Intervention de Yannick Bodin

Réunion du 19 mars 2009 à 9h30
Libertés et responsabilités des universités — Discussion d'une question orale avec débat

Photo de Yannick BodinYannick Bodin :

Vous brisez les efforts menés en faveur de la lutte contre les discriminations et pour l’égalité des chances. Combien de filles et de fils de banlieue accéderont au métier d’enseignant ? Vous conférez désormais un caractère élitiste à cette formation au lieu de la démocratiser, comme ce fut toujours le cas dans l’histoire de la République. Avec des bourses aussi faibles, quel étudiant pourra se permettre d’envisager des études de cinq ans sans être rémunéré ?
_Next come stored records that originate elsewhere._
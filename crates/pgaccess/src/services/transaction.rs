//! Transactional handle passed to [`crate::Client::with_transaction`].

use crate::error::{DbError, DbResult};
use crate::models::{Filter, Record, Updates};
use crate::services::executor::{Executor, StatementLog};
use crate::services::operations::Operations;

use async_trait::async_trait;

/// A database transaction.
///
/// Every [`Operations`] call runs inside it. Commit and rollback are driven
/// by `with_transaction`; a dropped, unfinished transaction rolls back.
pub struct Tx<'c> {
    txn: deadpool_postgres::Transaction<'c>,
    log: StatementLog,
}

impl<'c> Tx<'c> {
    pub(crate) fn new(txn: deadpool_postgres::Transaction<'c>, log: StatementLog) -> Self {
        Self { txn, log }
    }

    /// The driver transaction, for statements not covered by [`Operations`].
    /// Statements issued through it are not logged.
    pub fn raw(&self) -> &tokio_postgres::Transaction<'c> {
        &*self.txn
    }

    pub(crate) async fn commit(self) -> DbResult<()> {
        self.txn.commit().await.map_err(DbError::from)?;
        tracing::debug!("Transaction committed");
        Ok(())
    }

    pub(crate) async fn rollback(self) -> DbResult<()> {
        self.txn.rollback().await.map_err(DbError::from)?;
        tracing::debug!("Transaction rolled back");
        Ok(())
    }

    fn executor(&self) -> Executor<'_, tokio_postgres::Transaction<'c>> {
        Executor::new(&*self.txn, self.log)
    }
}

#[async_trait]
impl<'c> Operations for Tx<'c> {
    async fn select<M: Record>(&self, filter: &Filter) -> DbResult<Vec<M>> {
        self.executor().select(filter).await
    }

    async fn select_one<M: Record>(&self, filter: &Filter) -> DbResult<M> {
        self.executor().select_one(filter).await
    }

    async fn insert<M: Record>(&self, model: &mut M) -> DbResult<()> {
        self.executor().insert(model).await
    }

    async fn update<M: Record>(&self, filter: &Filter, updates: &Updates) -> DbResult<u64> {
        self.executor().update::<M>(filter, updates).await
    }

    async fn delete<M: Record>(&self, filter: &Filter) -> DbResult<u64> {
        self.executor().delete::<M>(filter).await
    }

    async fn delete_one<M: Record>(&self, filter: &Filter) -> DbResult<M> {
        self.executor().delete_one(filter).await
    }

    async fn count<M: Record>(&self, filter: &Filter) -> DbResult<i64> {
        self.executor().count::<M>(filter).await
    }
}
//! Database client over a deadpool-postgres pool.
//!
//! Provides:
//! - Connection validation on open (ping)
//! - Statement logging when the config's debug flag is set
//! - Transactions with commit/rollback driven by the callback result
//! - Pool status and the raw pool as an escape hatch

use crate::config::{DbConfig, SslMode};
use crate::error::{DbError, DbResult};
use crate::models::{Filter, PoolStatus, Record, Updates};
use crate::services::executor::{Executor, StatementLog};
use crate::services::operations::Operations;
use crate::services::transaction::Tx;

use async_trait::async_trait;
use deadpool_postgres::{Manager, ManagerConfig, Object, Pool, RecyclingMethod, Runtime};
use futures_util::future::BoxFuture;
use native_tls::TlsConnector;
use postgres_native_tls::MakeTlsConnector;
use std::future::Future;
use std::sync::Arc;
use tokio_postgres::NoTls;
use tokio_util::sync::CancellationToken;

/// A handle on an open, validated connection pool.
///
/// Cloning is cheap and shares the pool. Once [`Client::close`] is called
/// every clone returns [`DbError::Closed`].
#[derive(Clone)]
pub struct Client {
    pool: Pool,
    log: StatementLog,
    display_url: Arc<str>,
}

impl Client {
    /// Open a pool for `config` and validate it with a ping.
    ///
    /// Fails fast: no retry, and no client is returned on failure.
    pub async fn open(config: &DbConfig) -> DbResult<Self> {
        let client = Self::build(config)?;

        let conn = client.pool.get().await.map_err(|e| {
            tracing::error!(url = %client.display_url, error = %e, "Failed to connect");
            DbError::connection_with_source("Failed to establish connection", e)
        })?;

        conn.execute("SELECT 1", &[]).await.map_err(|e| {
            tracing::error!(url = %client.display_url, error = %e, "Ping failed");
            DbError::connection_with_source("Connection validation failed", e)
        })?;
        drop(conn);

        tracing::info!(
            url = %client.display_url,
            debug = client.log.debug,
            max_size = config.pool.max_size,
            "Connected to PostgreSQL"
        );

        Ok(client)
    }

    /// Build the pool without connecting.
    pub(crate) fn build(config: &DbConfig) -> DbResult<Self> {
        let pg_config = config.to_pg_config()?;
        let manager_config = ManagerConfig { recycling_method: RecyclingMethod::Fast };

        let manager = match config.ssl_mode()? {
            SslMode::Disable => Manager::from_config(pg_config, NoTls, manager_config),
            mode => Manager::from_config(pg_config, tls_connector(mode)?, manager_config),
        };

        let pool = Pool::builder(manager)
            .max_size(config.pool.max_size)
            .wait_timeout(Some(config.pool.wait_timeout))
            .create_timeout(Some(config.pool.connect_timeout))
            .runtime(Runtime::Tokio1)
            .build()
            .map_err(|e| DbError::connection(format!("Failed to create pool: {e}")))?;

        Ok(Self {
            pool,
            log: StatementLog {
                debug: config.debug,
                slow_threshold: config.pool.slow_threshold,
            },
            display_url: config.display_url().into(),
        })
    }

    /// Check out a pooled connection.
    async fn conn(&self) -> DbResult<Object> {
        if self.pool.is_closed() {
            return Err(DbError::Closed);
        }
        self.pool.get().await.map_err(|e| {
            let err = DbError::from(e);
            if !err.is_closed() {
                tracing::warn!(url = %self.display_url, error = %err, "Failed to acquire connection");
            }
            err
        })
    }

    /// Check if statement logging is on.
    pub fn debug(&self) -> bool {
        self.log.debug
    }

    /// Run `f` inside a transaction.
    ///
    /// `Ok` from `f` commits, `Err` rolls back and is returned unchanged.
    /// Nested transactions are not supported.
    ///
    /// ```ignore
    /// client
    ///     .with_transaction(|tx| Box::pin(async move {
    ///         tx.insert(&mut order).await?;
    ///         tx.update::<Stock>(&Filter::eq("sku", sku), &updates).await?;
    ///         Ok::<_, DbError>(())
    ///     }))
    ///     .await?;
    /// ```
    pub async fn with_transaction<T, E, F>(&self, f: F) -> Result<T, E>
    where
        T: Send,
        E: From<DbError> + Send,
        F: for<'t> FnOnce(&'t Tx<'t>) -> BoxFuture<'t, Result<T, E>> + Send,
    {
        let mut conn = self.conn().await?;
        let txn = conn.transaction().await.map_err(DbError::from)?;
        let tx = Tx::new(txn, self.log);

        let outcome = f(&tx).await;
        settle(outcome, |commit| async move {
            if commit {
                tx.commit().await
            } else {
                tx.rollback().await
            }
        })
        .await
    }

    /// Close the pool, dropping all connections. Calling it again is a no-op.
    pub fn close(&self) {
        if self.pool.is_closed() {
            return;
        }
        self.pool.close();
        tracing::info!(url = %self.display_url, "Connection pool closed");
    }

    /// Check if the client is closed.
    pub fn is_closed(&self) -> bool {
        self.pool.is_closed()
    }

    /// Get current pool status.
    pub fn status(&self) -> PoolStatus {
        let status = self.pool.status();
        PoolStatus {
            max_size: status.max_size,
            size: status.size,
            available: status.available as usize,
            waiting: status.waiting,
        }
    }

    /// The underlying pool. Statements issued through it are not logged.
    pub fn pool(&self) -> &Pool {
        &self.pool
    }

    /// Check out a raw driver connection. Statements issued through it are
    /// not logged.
    pub async fn raw(&self) -> DbResult<Object> {
        self.conn().await
    }
}

impl std::fmt::Debug for Client {
    fn fmt(&self, f: &mut std::fmt::Formatter<'_>) -> std::fmt::Result {
        f.debug_struct("Client")
            .field("url", &self.display_url)
            .field("debug", &self.log.debug)
            .field("closed", &self.is_closed())
            .finish()
    }
}

#[async_trait]
impl Operations for Client {
    async fn select<M: Record>(&self, filter: &Filter) -> DbResult<Vec<M>> {
        let conn = self.conn().await?;
        Executor::new(&**conn, self.log).select(filter).await
    }

    async fn select_one<M: Record>(&self, filter: &Filter) -> DbResult<M> {
        let conn = self.conn().await?;
        Executor::new(&**conn, self.log).select_one(filter).await
    }

    async fn insert<M: Record>(&self, model: &mut M) -> DbResult<()> {
        let conn = self.conn().await?;
        Executor::new(&**conn, self.log).insert(model).await
    }

    async fn update<M: Record>(&self, filter: &Filter, updates: &Updates) -> DbResult<u64> {
        let conn = self.conn().await?;
        Executor::new(&**conn, self.log).update::<M>(filter, updates).await
    }

    async fn delete<M: Record>(&self, filter: &Filter) -> DbResult<u64> {
        let conn = self.conn().await?;
        Executor::new(&**conn, self.log).delete::<M>(filter).await
    }

    async fn delete_one<M: Record>(&self, filter: &Filter) -> DbResult<M> {
        let conn = self.conn().await?;
        Executor::new(&**conn, self.log).delete_one(filter).await
    }

    async fn count<M: Record>(&self, filter: &Filter) -> DbResult<i64> {
        let conn = self.conn().await?;
        Executor::new(&**conn, self.log).count::<M>(filter).await
    }
}

/// Race `fut` against `token`; cancellation wins and drops `fut`.
///
/// Dropping the future abandons the statement on the client side only; pair
/// this with `DB_STATEMENT_TIMEOUT_MS` to bound server-side work.
pub async fn cancellable<T, F>(token: &CancellationToken, fut: F) -> DbResult<T>
where
    F: Future<Output = DbResult<T>>,
{
    tokio::select! {
        biased;
        _ = token.cancelled() => {
            tracing::debug!("Operation cancelled");
            Err(DbError::Cancelled)
        }
        result = fut => result,
    }
}

/// Commit (`end(true)`) on `Ok`, roll back (`end(false)`) on `Err`.
///
/// A failed commit is returned; a failed rollback is only logged so the
/// caller's error wins.
async fn settle<T, E, Fut>(outcome: Result<T, E>, end: impl FnOnce(bool) -> Fut) -> Result<T, E>
where
    E: From<DbError>,
    Fut: Future<Output = DbResult<()>>,
{
    match outcome {
        Ok(value) => {
            end(true).await?;
            Ok(value)
        }
        Err(e) => {
            if let Err(rollback_err) = end(false).await {
                tracing::warn!(error = %rollback_err, "Rollback failed");
            }
            Err(e)
        }
    }
}

fn tls_connector(mode: SslMode) -> DbResult<MakeTlsConnector> {
    let mut builder = TlsConnector::builder();
    match mode {
        // Prefer and Require encrypt without verifying the certificate.
        SslMode::Prefer | SslMode::Require => {
            builder.danger_accept_invalid_certs(true);
        }
        SslMode::VerifyCa => {
            builder.danger_accept_invalid_hostnames(true);
        }
        SslMode::VerifyFull | SslMode::Disable => {}
    }

    let connector = builder
        .build()
        .map_err(|e| DbError::connection_with_source("Failed to create TLS connector", e))?;
    Ok(MakeTlsConnector::new(connector))
}
//! The CRUD surface shared by clients and transactions.

use crate::error::DbResult;
use crate::models::{Filter, Record, Updates};

use async_trait::async_trait;

/// Common database operations.
///
/// Implemented by [`crate::Client`] (each call checks out a pooled
/// connection) and [`crate::Tx`] (each call runs inside the transaction).
#[async_trait]
pub trait Operations: Send + Sync {
    /// Fetch every row matching `filter`. No match is an empty vector.
    async fn select<M: Record>(&self, filter: &Filter) -> DbResult<Vec<M>>;

    /// Fetch the first row matching `filter`, ordered by primary key.
    ///
    /// Returns [`crate::DbError::NotFound`] when nothing matches.
    async fn select_one<M: Record>(&self, filter: &Filter) -> DbResult<M>;

    /// Insert `model` and overwrite it with the stored row, so generated
    /// columns are filled in.
    async fn insert<M: Record>(&self, model: &mut M) -> DbResult<()>;

    /// Apply `updates` to every row matching `filter`. Returns rows affected.
    async fn update<M: Record>(&self, filter: &Filter, updates: &Updates) -> DbResult<u64>;

    /// Delete every row matching `filter`. Returns rows affected.
    async fn delete<M: Record>(&self, filter: &Filter) -> DbResult<u64>;

    /// Delete the first row matching `filter` and return it.
    ///
    /// Lookup and delete are one statement. Returns
    /// [`crate::DbError::NotFound`] and deletes nothing when no row matches.
    async fn delete_one<M: Record>(&self, filter: &Filter) -> DbResult<M>;

    /// Count rows matching `filter`.
    async fn count<M: Record>(&self, filter: &Filter) -> DbResult<i64>;

    /// Check if any row matches `filter`.
    async fn exists<M: Record>(&self, filter: &Filter) -> DbResult<bool> {
        Ok(self.count::<M>(filter).await? > 0)
    }
}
En outre, madame la ministre, que comptez-vous faire des nombreux titulaires du mastère « enseignement » qui, malgré leur haut niveau de connaissances, auront raté le concours et ne pourront donc pas enseigner ? Vers quoi les réorienter alors qu’ils seront déjà titulaires d’un « bac plus cinq » ?

Les critiques se sont multipliées ces dernières semaines. Avouez, madame la ministre, que vous avez tardé à les entendre… Le conseil d’administration de la Conférence des présidents d’universités lui-même vous a solennellement demandé de repousser la mise en place des nouveaux concours à la rentrée 2011. La remise des maquettes donne lieu à toutes sortes de manifestations. Une dizaine d’universités seulement vous ont présenté ces fameuses maquettes, malgré les délais supplémentaires octroyés. Les autres hésitent entre une cérémonie officielle de non-remise et un boycott pur et simple, refusant de travailler dans des délais aussi courts. Je pense que le bon sens impose de repousser à la rentrée 2011 l’application de la réforme dans son ensemble. Toute solution de transition serait vouée à l’échec, parce qu’elle serait obligatoirement bâclée.
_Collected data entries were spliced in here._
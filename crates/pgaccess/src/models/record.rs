//! The `Record` capability: a Rust type mapped onto one table.

use crate::error::DbResult;

use tokio_postgres::types::ToSql;
use tokio_postgres::Row;

/// A type stored as rows of a single table.
///
/// Implementors describe where they live and how to move between a row and
/// a value; the client builds every statement from this description.
///
/// ```ignore
/// struct User { id: i64, email: String }
///
/// impl Record for User {
///     const TABLE: &'static str = "users";
///     const COLUMNS: &'static [&'static str] = &["id", "email"];
///     const INSERT_COLUMNS: &'static [&'static str] = &["email"];
///
///     fn insert_values(&self) -> Vec<&(dyn ToSql + Sync)> {
///         vec![&self.email]
///     }
///
///     fn from_row(row: &Row) -> DbResult<Self> {
///         Ok(Self { id: row.try_get("id")?, email: row.try_get("email")? })
///     }
/// }
/// ```
pub trait Record: Sized + Send + Sync + 'static {
    /// Table name, optionally schema-qualified (`billing.invoices`).
    const TABLE: &'static str;

    /// Identity column. Single-row lookups order by it.
    const PRIMARY_KEY: &'static str = "id";

    /// Columns read by SELECT and RETURNING, in `from_row` order.
    const COLUMNS: &'static [&'static str];

    /// Columns written by INSERT. Generated columns stay out of this list
    /// and are filled in from the RETURNING row.
    const INSERT_COLUMNS: &'static [&'static str];

    /// Values for `INSERT_COLUMNS`, same order and length.
    fn insert_values(&self) -> Vec<&(dyn ToSql + Sync)>;

    /// Decode a row selected with `COLUMNS`.
    fn from_row(row: &Row) -> DbResult<Self>;
}
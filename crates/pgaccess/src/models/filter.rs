//! WHERE fragments and column assignments with bound arguments.

use tokio_postgres::types::ToSql;

/// A bound statement argument.
pub type Arg = Box<dyn ToSql + Send + Sync>;

/// A WHERE fragment with `?` placeholders and its arguments.
///
/// The fragment is passed to PostgreSQL as written, apart from `?` being
/// renumbered to `$n`. Write `??` for a literal `?` (jsonb operators).
/// Arguments are always bound, never interpolated.
#[derive(Debug, Default)]
pub struct Filter {
    clause: String,
    args: Vec<Arg>,
}

impl Filter {
    /// Create a filter from a WHERE fragment.
    pub fn new(clause: impl Into<String>) -> Self {
        Self { clause: clause.into(), args: Vec::new() }
    }

    /// A filter matching every row (no WHERE clause).
    ///
    /// `update` and `delete` refuse it; use `Filter::new("TRUE")` to touch
    /// the whole table on purpose.
    pub fn all() -> Self {
        Self::default()
    }

    /// `column = ?` bound to `value`.
    pub fn eq<T>(column: &str, value: T) -> Self
    where
        T: ToSql + Send + Sync + 'static,
    {
        Self::new(format!("{} = ?", crate::services::sql::quote_ident(column))).bind(value)
    }

    /// Bind the next `?` placeholder.
    pub fn bind<T>(mut self, value: T) -> Self
    where
        T: ToSql + Send + Sync + 'static,
    {
        self.args.push(Box::new(value));
        self
    }

    /// The fragment as written.
    pub fn clause(&self) -> &str {
        &self.clause
    }

    /// Check if this filter has no condition.
    pub fn is_all(&self) -> bool {
        self.clause.trim().is_empty()
    }

    /// Number of bound arguments.
    pub fn arg_count(&self) -> usize {
        self.args.len()
    }

    /// Arguments in the form the driver expects.
    pub fn params(&self) -> Vec<&(dyn ToSql + Sync)> {
        self.args.iter().map(|arg| arg.as_ref() as &(dyn ToSql + Sync)).collect()
    }
}

/// Ordered column assignments for UPDATE.
#[derive(Debug, Default)]
pub struct Updates {
    columns: Vec<(String, Arg)>,
}

impl Updates {
    /// Create an empty set of assignments.
    pub fn new() -> Self {
        Self::default()
    }

    /// Assign `value` to `column`.
    pub fn set<T>(mut self, column: impl Into<String>, value: T) -> Self
    where
        T: ToSql + Send + Sync + 'static,
    {
        self.columns.push((column.into(), Box::new(value)));
        self
    }

    /// Check if there is nothing to assign.
    pub fn is_empty(&self) -> bool {
        self.columns.is_empty()
    }

    /// Number of assignments.
    pub fn len(&self) -> usize {
        self.columns.len()
    }

    /// Column names in assignment order.
    pub fn columns(&self) -> impl Iterator<Item = &str> {
        self.columns.iter().map(|(column, _)| column.as_str())
    }

    /// Values in assignment order.
    pub fn params(&self) -> Vec<&(dyn ToSql + Sync)> {
        self.columns.iter().map(|(_, arg)| arg.as_ref() as &(dyn ToSql + Sync)).collect()
    }
}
L’autonomie conférée aux universités par la loi LRU s’étend notamment au contenu des cours qu’elles délivrent à leurs étudiants. Comment l’uniformisation de la formation des maîtres va-t-elle se faire dans ces conditions ? Nous ne pouvons pas accepter que nos enseignants, qui peuvent être affectés à travers toute la France, ne soient pas formés de la même façon quel que soit le lieu où ils auront étudié. Si l’autonomie permet aux universités de définir leurs modules de formation et, même si ces derniers sont de bonne qualité, une harmonisation s’avère nécessaire. J’attends que vous me rassuriez sur ce point, madame la ministre, car, pour l’instant, vous n’êtes ni assez précise ni assez catégorique sur les dispositions que l’État prendra dans ce domaine.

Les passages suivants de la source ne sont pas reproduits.